Whether carved for Samhain or made into a pie for Thanksgiving, this is the season of that American icon, the pumpkin. Here in Maine, the town of Damariscotta has an annual pumpkin festival where all things pumpkin is celebrated. However, it’s not enough to just grow and display a giant pumpkin. You have to carve it out, put an outboard motor on it, and join the giant pumpkin boat race on the river. Yes, really.

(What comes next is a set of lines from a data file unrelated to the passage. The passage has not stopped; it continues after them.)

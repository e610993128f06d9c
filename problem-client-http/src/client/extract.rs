use problem_client::{ParseOutcome, ProblemError, ProblemParser};
use reqwest::Response;
#[cfg(feature = "telemetry")]
use tracing::{debug, instrument, trace};

use crate::error::HttpProblemError;
use crate::headers::content_type;

/// Extracts a problem details document from a `reqwest` response.
///
/// The body is streamed only when the `Content-Type` header matches; it is
/// buffered up to the parser's body limit and then decoded. The response is
/// dropped, releasing its connection, before this returns.
///
/// # Errors
///
/// Returns [`HttpProblemError::Transport`] if streaming the body fails,
/// [`ProblemError::BodyTooLarge`] if it exceeds the parser's limit and
/// [`ProblemError::Decode`] if it is not a JSON value.
#[cfg_attr(
    feature = "telemetry",
    instrument(name = "problem.reqwest.parse", skip_all, fields(url = %response.url()), err)
)]
pub async fn parse_problem(
    mut response: Response,
    parser: &ProblemParser,
) -> Result<ParseOutcome<Response>, HttpProblemError> {
    if !parser.accepts(content_type(response.headers())) {
        #[cfg(feature = "telemetry")]
        trace!(status = ?response.status(), "No problem document announced, returning response");
        return Ok(ParseOutcome::NotApplicable(response));
    }

    let status = response.status().as_u16();
    let limit = parser.config().max_body_bytes;
    let mut body = Vec::new();
    while let Some(chunk) = response.chunk().await? {
        if (body.len() + chunk.len()) as u64 > limit {
            return Err(ProblemError::BodyTooLarge { limit }.into());
        }
        body.extend_from_slice(&chunk);
    }
    drop(response);

    #[cfg(feature = "telemetry")]
    debug!(status, bytes = body.len(), "Buffered problem document");

    let (problem, extensions) = parser.decode(status, body.as_slice())?;
    Ok(ParseOutcome::Problem {
        problem,
        extensions,
    })
}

The pumpkin (Cucurbita pepo) is a variety of the plant that also produces yellow crookneck squash, zucchini, acorn squash, and others. The plant is a creeping vine with winding tendrils and coarse, prickly stems. The rounded leaves are lobed and have serrated edges. Large, bright-yellow or orange, trumpet-shaped flowers precede the fruit (by definition it’s a fruit), which can be a range of colors, sizes, and shapes.

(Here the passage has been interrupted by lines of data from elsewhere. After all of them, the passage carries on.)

//! Parser configuration.

/// Media type announcing an RFC 9457 problem details document in JSON.
pub const PROBLEM_JSON_MEDIA_TYPE: &str = "application/problem+json";

/// Default cap on the number of body bytes read, 1 MiB.
pub const DEFAULT_MAX_BODY_BYTES: u64 = 1024 * 1024;

/// How the `Content-Type` header is compared with [`PROBLEM_JSON_MEDIA_TYPE`].
#[derive(Debug, Clone, Copy, Default, PartialEq, Eq, Hash)]
pub enum MediaTypeMatch {
    /// The header value must equal `application/problem+json` byte for byte.
    #[default]
    Exact,
    /// Only the media-type essence is compared, ASCII case-insensitively, so
    /// parameters such as `charset=utf-8` are tolerated.
    Essence,
}

impl MediaTypeMatch {
    /// Returns `true` if `content_type` announces a problem details document.
    #[must_use]
    pub fn matches(self, content_type: &str) -> bool {
        match self {
            Self::Exact => content_type == PROBLEM_JSON_MEDIA_TYPE,
            Self::Essence => {
                let essence = content_type.split_once(';').map_or(content_type, |(e, _)| e);
                essence.trim().eq_ignore_ascii_case(PROBLEM_JSON_MEDIA_TYPE)
            }
        }
    }
}

/// Settings for a [`crate::ProblemParser`].
#[derive(Debug, Clone, Copy, PartialEq, Eq, Hash)]
pub struct ParserConfig {
    /// Media type comparison policy (default: [`MediaTypeMatch::Exact`]).
    pub media_type: MediaTypeMatch,
    /// Maximum number of body bytes read before giving up
    /// (default: [`DEFAULT_MAX_BODY_BYTES`]).
    pub max_body_bytes: u64,
}

impl Default for ParserConfig {
    fn default() -> Self {
        Self {
            media_type: MediaTypeMatch::Exact,
            max_body_bytes: DEFAULT_MAX_BODY_BYTES,
        }
    }
}

impl ParserConfig {
    /// Sets the media type comparison policy.
    #[must_use]
    pub const fn with_media_type(mut self, media_type: MediaTypeMatch) -> Self {
        self.media_type = media_type;
        self
    }

    /// Sets the maximum number of body bytes read.
    #[must_use]
    pub const fn with_max_body_bytes(mut self, max_body_bytes: u64) -> Self {
        self.max_body_bytes = max_body_bytes;
        self
    }
}

#[cfg(test)]
mod tests {
    use super::*;

    #[test]
    fn test_exact_match_is_strict() {
        let policy = MediaTypeMatch::Exact;
        assert!(policy.matches("application/problem+json"));
        assert!(!policy.matches("application/problem+json; charset=utf-8"));
        assert!(!policy.matches("Application/Problem+JSON"));
        assert!(!policy.matches(" application/problem+json"));
        assert!(!policy.matches("application/json"));
    }

    #[test]
    fn test_essence_match_ignores_parameters_and_case() {
        let policy = MediaTypeMatch::Essence;
        assert!(policy.matches("application/problem+json"));
        assert!(policy.matches("application/problem+json; charset=utf-8"));
        assert!(policy.matches("Application/Problem+JSON"));
        assert!(policy.matches(" application/problem+json ;q=1"));
        assert!(!policy.matches("application/json"));
        assert!(!policy.matches("application/problem+xml"));
        assert!(!policy.matches(""));
    }

    #[test]
    fn test_builder() {
        let config = ParserConfig::default()
            .with_media_type(MediaTypeMatch::Essence)
            .with_max_body_bytes(16);
        assert_eq!(config.media_type, MediaTypeMatch::Essence);
        assert_eq!(config.max_body_bytes, 16);
    }
}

Originating in Mexico and Central America thousands of years ago, the pumpkin was a source of food and medicine for indigenous people throughout the region. The Aztec and Inca cultivated them. By the time Europeans arrived in the New World, the Cherokee of the Southeast, Ojibwas along the Great Lakes, and the Pueblo people of the Southwest and many others were growing them. European settlers adopted the pumpkin along with other indigenous crops and transported it to Europe in the sixteenth century. By the time the Pilgrims set foot in Plymouth, they were already familiar with pumpkins. English settlers in New England removed the seeds, filled them with honey, milk, and spices, and then baked them. Colonists also made soup and beer from pumpkins.

Originating as a carved turnip in Ireland, the jack-o-lantern became more impressive with a pumpkin. Hollowed out and lit from within by a candle, jack-o-lanterns were placed in windows during the dark of the year to keep wandering spirits at bay. In Central Europe, eating pumpkin was believed to increase male virility. Dreaming about pumpkins has a number of interpretations. In Europe it was interpreted as a bad omen or that witchcraft was being used against you. In the Middle East, it was an indication of good health.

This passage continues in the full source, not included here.